Thanks to Richard Prins for the link.

Reposted from:

Sunday, March 18, 2007

This is the call Matt Dillahunty has been waiting for. He's been preaching on the air for almost 90 minutes, and so far, there has been no robust debate with his viewers. No real challenge.

Then a viewer named Cory calls, wanting to know how someone can reject the idea of a divine creator. Cory has a 1-year-old baby. "If not God, who do I thank for the gift of my son?" he asks. "For this creation?"

Matt Dillahunty leads the Atheist Community of Austin and hosts the 'Atheist Experience' on TV. He keeps a Bible nearby to ensure that callers quote it correctly.

What's this? Dillahunty's eyes flicker. After a few uneventful calls, he's struck gold.

Tall, bald and broad-chested, Dillahunty is the public face of non-belief in Austin. He is president of the Atheist Community of Austin, a prolific blogger and writer, and host of the weekly television show the "Atheist Experience" and an Internet radio show called "The Non-Prophets."

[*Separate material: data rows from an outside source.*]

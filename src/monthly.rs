use anyhow::bail;
use chrono::Datelike;

use crate::models::{DailySettlement, MonthlySettlement};
use crate::rates;

/// Rolls one instructor's daily settlements for one month into a statement:
/// category totals, the equipment-transport cap, withholding tax, and the
/// net payable amount. Mixed or empty input is a caller bug and fails fast.
pub fn compute_monthly(days: Vec<DailySettlement>) -> anyhow::Result<MonthlySettlement> {
    let first = match days.first() {
        Some(day) => day,
        None => bail!("monthly settlement requires at least one daily settlement"),
    };
    let instructor_id = first.instructor_id;
    let instructor_name = first.instructor_name.clone();
    let year = first.date.year();
    let month = first.date.month();

    for day in &days {
        if day.instructor_id != instructor_id {
            bail!(
                "monthly settlement input mixes instructors {} and {}",
                instructor_id,
                day.instructor_id
            );
        }
        if day.date.year() != year || day.date.month() != month {
            bail!(
                "monthly settlement input mixes months {year}-{month:02} and {}-{:02}",
                day.date.year(),
                day.date.month()
            );
        }
    }

    let teaching_base_total: i64 = days.iter().map(|d| d.teaching_base_amount).sum();
    let remote_allowance_total: i64 = days.iter().map(|d| d.remote_allowance).sum();
    let special_education_total: i64 = days.iter().map(|d| d.special_education_allowance).sum();
    let weekend_allowance_total: i64 = days.iter().map(|d| d.weekend_allowance).sum();
    let understaffed_total: i64 = days.iter().map(|d| d.understaffed_allowance).sum();
    let travel_allowance_total: i64 = days.iter().map(|d| d.travel_allowance).sum();
    let event_total: i64 = days.iter().map(|d| d.event_amount).sum();
    let cancelled_amount_preview_total: i64 =
        days.iter().map(|d| d.cancelled_amount_preview).sum();

    let equipment_raw: i64 = days.iter().map(|d| d.equipment_transport_amount).sum();
    let cap = rates::EQUIPMENT_TRANSPORT_MONTHLY_CAP;
    let (equipment_transport_total, equipment_cap_applied, equipment_cap_reduced_amount) =
        if equipment_raw > cap {
            (cap, true, equipment_raw - cap)
        } else {
            (equipment_raw, false, 0)
        };

    let gross_amount = teaching_base_total
        + remote_allowance_total
        + special_education_total
        + weekend_allowance_total
        + understaffed_total
        + travel_allowance_total
        + equipment_transport_total
        + event_total;
    let tax_withheld = rates::withholding_tax(gross_amount);
    let net_amount = gross_amount - tax_withheld;

    Ok(MonthlySettlement {
        instructor_id,
        instructor_name,
        year,
        month,
        day_count: days.len(),
        teaching_base_total,
        remote_allowance_total,
        special_education_total,
        weekend_allowance_total,
        understaffed_total,
        travel_allowance_total,
        equipment_transport_total,
        event_total,
        equipment_cap_applied,
        equipment_cap_reduced_amount,
        gross_amount,
        tax_withheld,
        net_amount,
        cancelled_amount_preview_total,
        days,
    })
}

#[cfg(test)]
mod tests {
    use super::*;
    use crate::models::TravelDetail;
    use chrono::NaiveDate;
    use uuid::Uuid;

    fn sample_day(
        instructor_id: Uuid,
        date: NaiveDate,
        teaching: i64,
        equipment: i64,
    ) -> DailySettlement {
        DailySettlement {
            instructor_id,
            instructor_name: "Kim Jiyoon".to_string(),
            date,
            teaching_base_amount: teaching,
            remote_allowance: 0,
            special_education_allowance: 0,
            weekend_allowance: 0,
            understaffed_allowance: 0,
            travel_allowance: 0,
            equipment_transport_amount: equipment,
            event_amount: 0,
            gross_amount: teaching + equipment,
            cancelled_amount_preview: 0,
            classes: Vec::new(),
            events: Vec::new(),
            travel: TravelDetail {
                route: vec!["Suwon".to_string(), "Suwon".to_string()],
                legs: Vec::new(),
                total_km: 0.0,
                allowance: 0,
            },
            equipment_note: "no equipment transport".to_string(),
            warnings: Vec::new(),
        }
    }

    fn march(day: u32) -> NaiveDate {
        NaiveDate::from_ymd_opt(2026, 3, day).unwrap()
    }

    #[test]
    fn sums_days_and_withholds_tax() {
        let instructor_id = Uuid::new_v4();
        let days = vec![
            sample_day(instructor_id, march(2), 60_000, 0),
            sample_day(instructor_id, march(3), 40_000, 0),
        ];
        let monthly = compute_monthly(days).unwrap();
        assert_eq!(monthly.day_count, 2);
        assert_eq!(monthly.gross_amount, 100_000);
        assert_eq!(monthly.tax_withheld, 3_300);
        assert_eq!(monthly.net_amount, 96_700);
    }

    #[test]
    fn equipment_sum_over_cap_is_clamped() {
        let instructor_id = Uuid::new_v4();
        let days: Vec<DailySettlement> = (1..=7)
            .map(|day| sample_day(instructor_id, march(day), 0, 50_000))
            .collect();
        let monthly = compute_monthly(days).unwrap();
        assert!(monthly.equipment_cap_applied);
        assert_eq!(monthly.equipment_transport_total, 300_000);
        assert_eq!(monthly.equipment_cap_reduced_amount, 50_000);
        assert_eq!(monthly.gross_amount, 300_000);
    }

    #[test]
    fn equipment_sum_under_cap_is_untouched() {
        let instructor_id = Uuid::new_v4();
        let days: Vec<DailySettlement> = (1..=5)
            .map(|day| sample_day(instructor_id, march(day), 0, 50_000))
            .collect();
        let monthly = compute_monthly(days).unwrap();
        assert!(!monthly.equipment_cap_applied);
        assert_eq!(monthly.equipment_transport_total, 250_000);
        assert_eq!(monthly.equipment_cap_reduced_amount, 0);
    }

    #[test]
    fn empty_input_is_rejected() {
        let err = compute_monthly(Vec::new()).unwrap_err();
        assert!(err.to_string().contains("at least one"));
    }

    #[test]
    fn mixed_instructors_are_rejected() {
        let days = vec![
            sample_day(Uuid::new_v4(), march(2), 10_000, 0),
            sample_day(Uuid::new_v4(), march(3), 10_000, 0),
        ];
        let err = compute_monthly(days).unwrap_err();
        assert!(err.to_string().contains("mixes instructors"));
    }

    #[test]
    fn mixed_months_are_rejected() {
        let instructor_id = Uuid::new_v4();
        let days = vec![
            sample_day(instructor_id, march(31), 10_000, 0),
            sample_day(
                instructor_id,
                NaiveDate::from_ymd_opt(2026, 4, 1).unwrap(),
                10_000,
                0,
            ),
        ];
        let err = compute_monthly(days).unwrap_err();
        assert!(err.to_string().contains("mixes months"));
    }

    #[test]
    fn cancelled_preview_total_stays_out_of_gross() {
        let instructor_id = Uuid::new_v4();
        let mut day = sample_day(instructor_id, march(2), 50_000, 0);
        day.cancelled_amount_preview = 80_000;
        let monthly = compute_monthly(vec![day]).unwrap();
        assert_eq!(monthly.gross_amount, 50_000);
        assert_eq!(monthly.cancelled_amount_preview_total, 80_000);
    }
}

Dillahunty's vocation is shocking for his parents, who raised him in a devout Southern Baptist home and had once expected him to enter ministry.

Dillahunty's pursuit for biblical truth took him on an unexpected journey. Instead of trying to win souls for God, the 37-year-old preaches the gospel of science and provable reality in the hope of keeping someone else from spending years on religion.

On this Sunday afternoon, he's in a narrow room with cinder block walls in a public-access TV studio trying to liberate believers from what he considers the shackles of religion.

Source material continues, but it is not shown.